The purity and flavor of the chocolate we know and love would be compromised, and we would not be able to tell which manufacturers used pure cocoa butter and which ones used cheap oils by reading the ingredient statement. This is a BAD thing for all chocolate lovers.
Basically, they want to make the chocolate equivalent of Velveeta...but not be required to call it "processed cheese food".
By today's standards, such items may be called "chocolate-flavored"...but not "Chocolate".
And we want very much to keep it that way.
There is more information here. It will tell you what to do to help. Your voice counts.
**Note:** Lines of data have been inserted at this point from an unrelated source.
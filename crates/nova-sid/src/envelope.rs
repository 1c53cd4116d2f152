//! SID ADSR envelope generator.
//!
//! Counter-driven state machine with four phases. The rate counter periods
//! come from the SID datasheet; decay and release approximate an
//! exponential curve by stretching the step period at fixed level
//! thresholds, the topmost of which is $5D.

/// Rate counter periods (CPU cycles per step) indexed by the 4-bit
/// attack/decay/release register nibbles.
const RATE_PERIODS: [u32; 16] = [
    9, 32, 63, 95, 149, 220, 267, 313, 392, 977, 1954, 3126, 3907, 11_720, 19_532, 31_251,
];

/// Sustain levels: 4-bit value replicated into both nibbles.
const SUSTAIN_LEVELS: [u8; 16] = [
    0x00, 0x11, 0x22, 0x33, 0x44, 0x55, 0x66, 0x77, 0x88, 0x99, 0xAA, 0xBB, 0xCC, 0xDD, 0xEE,
    0xFF,
];

/// Envelope phase.
#[derive(Debug, Clone, Copy, PartialEq, Eq)]
pub enum Phase {
    Attack,
    Decay,
    Sustain,
    Release,
}

/// ADSR envelope generator for one voice.
pub struct Envelope {
    /// Current output level (0-255).
    pub level: u8,
    /// Current phase.
    pub phase: Phase,
    /// Attack register nibble.
    pub attack: u8,
    /// Decay register nibble.
    pub decay: u8,
    /// Sustain register nibble.
    pub sustain: u8,
    /// Release register nibble.
    pub release: u8,
    /// Rate counter, counts CPU cycles up to the phase period.
    rate_counter: u32,
    /// Exponential stretch counter.
    exp_counter: u8,
    /// Exponential stretch period for the current level.
    exp_period: u8,
    /// Previous gate state for edge detection.
    prev_gate: bool,
}

impl Envelope {
    #[must_use]
    pub fn new() -> Self {
        Self {
            level: 0,
            phase: Phase::Release,
            attack: 0,
            decay: 0,
            sustain: 0,
            release: 0,
            rate_counter: 0,
            exp_counter: 0,
            exp_period: 1,
            prev_gate: false,
        }
    }

    /// Advance the envelope by `cycles` CPU cycles.
    ///
    /// Gate edges are sampled once per call; the caller keeps call spans
    /// below one output-sample period so edges land accurately enough.
    pub fn clock(&mut self, gate: bool, cycles: u32) {
        if gate && !self.prev_gate {
            self.phase = Phase::Attack;
            self.rate_counter = 0;
            self.exp_counter = 0;
        } else if !gate && self.prev_gate {
            self.phase = Phase::Release;
        }
        self.prev_gate = gate;

        if self.phase == Phase::Sustain {
            return;
        }

        self.rate_counter += cycles;
        loop {
            // Recompute each step: the phase (and thus the period) can
            // change mid-span when attack tops out or decay hits sustain.
            let period = match self.phase {
                Phase::Attack => RATE_PERIODS[self.attack as usize],
                Phase::Decay => RATE_PERIODS[self.decay as usize],
                Phase::Release => RATE_PERIODS[self.release as usize],
                Phase::Sustain => {
                    self.rate_counter = 0;
                    return;
                }
            };
            if self.rate_counter < period {
                return;
            }
            self.rate_counter -= period;
            self.step_level();
        }
    }

    /// One rate-counter expiry: move the level one step (or one exponential
    /// sub-step for decay/release).
    fn step_level(&mut self) {
        match self.phase {
            Phase::Attack => {
                self.level = self.level.saturating_add(1);
                self.update_exp_period();
                if self.level == 0xFF {
                    self.phase = Phase::Decay;
                }
            }
            Phase::Decay => {
                self.exp_counter = self.exp_counter.wrapping_add(1);
                if self.exp_counter < self.exp_period {
                    return;
                }
                self.exp_counter = 0;

                let sustain = SUSTAIN_LEVELS[self.sustain as usize];
                if self.level > sustain {
                    self.level -= 1;
                    self.update_exp_period();
                }
                if self.level <= sustain {
                    self.level = sustain;
                    self.phase = Phase::Sustain;
                }
            }
            Phase::Release => {
                self.exp_counter = self.exp_counter.wrapping_add(1);
                if self.exp_counter < self.exp_period {
                    return;
                }
                self.exp_counter = 0;

                if self.level > 0 {
                    self.level -= 1;
                    self.update_exp_period();
                }
            }
            Phase::Sustain => {}
        }
    }

    /// Exponential step period by level threshold.
    fn update_exp_period(&mut self) {
        self.exp_period = if self.level >= 0x5D {
            1
        } else if self.level >= 0x36 {
            2
        } else if self.level >= 0x1A {
            4
        } else if self.level >= 0x0E {
            8
        } else if self.level >= 0x06 {
            16
        } else {
            30
        };
    }

    /// Force the envelope silent (used by the machine's soft reset).
    pub fn gate_off(&mut self) {
        self.phase = Phase::Release;
        self.prev_gate = false;
    }
}

impl Default for Envelope {
    fn default() -> Self {
        Self::new()
    }
}

#[cfg(test)]
mod tests {
    use super::*;

    #[test]
    fn attack_reaches_max_and_enters_decay() {
        let mut env = Envelope::new();
        env.attack = 0;
        env.sustain = 0x0F;
        env.clock(true, 9 * 256);
        assert_eq!(env.level, 0xFF);
        // With sustain at $FF decay settles immediately into sustain
        env.clock(true, 9 * 4);
        assert_eq!(env.phase, Phase::Sustain);
    }

    #[test]
    fn release_decays_to_zero() {
        let mut env = Envelope::new();
        env.attack = 0;
        env.sustain = 0x0F;
        env.clock(true, 9 * 300);
        assert_eq!(env.level, 0xFF);

        env.clock(false, 9 * 300 * 30);
        assert_eq!(env.level, 0);
        assert_eq!(env.phase, Phase::Release);
    }

    #[test]
    fn decay_stops_at_sustain_level() {
        let mut env = Envelope::new();
        env.attack = 0;
        env.decay = 0;
        env.sustain = 0x08;
        env.clock(true, 9 * 256);
        assert_eq!(env.level, 0xFF);
        env.clock(true, 9 * 300 * 30);
        assert_eq!(env.level, 0x88);
        assert_eq!(env.phase, Phase::Sustain);
    }
}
Make it heard.
Joebama American citizens 2024 print
10 months ago
NOOOO!!! Save the chocolate! Holy cats - I love good chocolate - this is blasphemy!
ReplyDeleteI am laughing so hard right now because I thought I was the only person on the planet who actually says "Holy cats."
ReplyDelete:-)
Hooray, chocolate! I'm a supporter of the real deal.
Make sure you let the "powers that be" know how you feel...follow the link.
ReplyDeleteSee 9/19/07 post for update!
To right and all! Chocolate is good how It is. If they use chemicals as substitutes then that’s bound to have an impact on our health. Your job rules! Do they ever let you take a box home? By the way I think I am going to buy a bar today and see what the ingredients are.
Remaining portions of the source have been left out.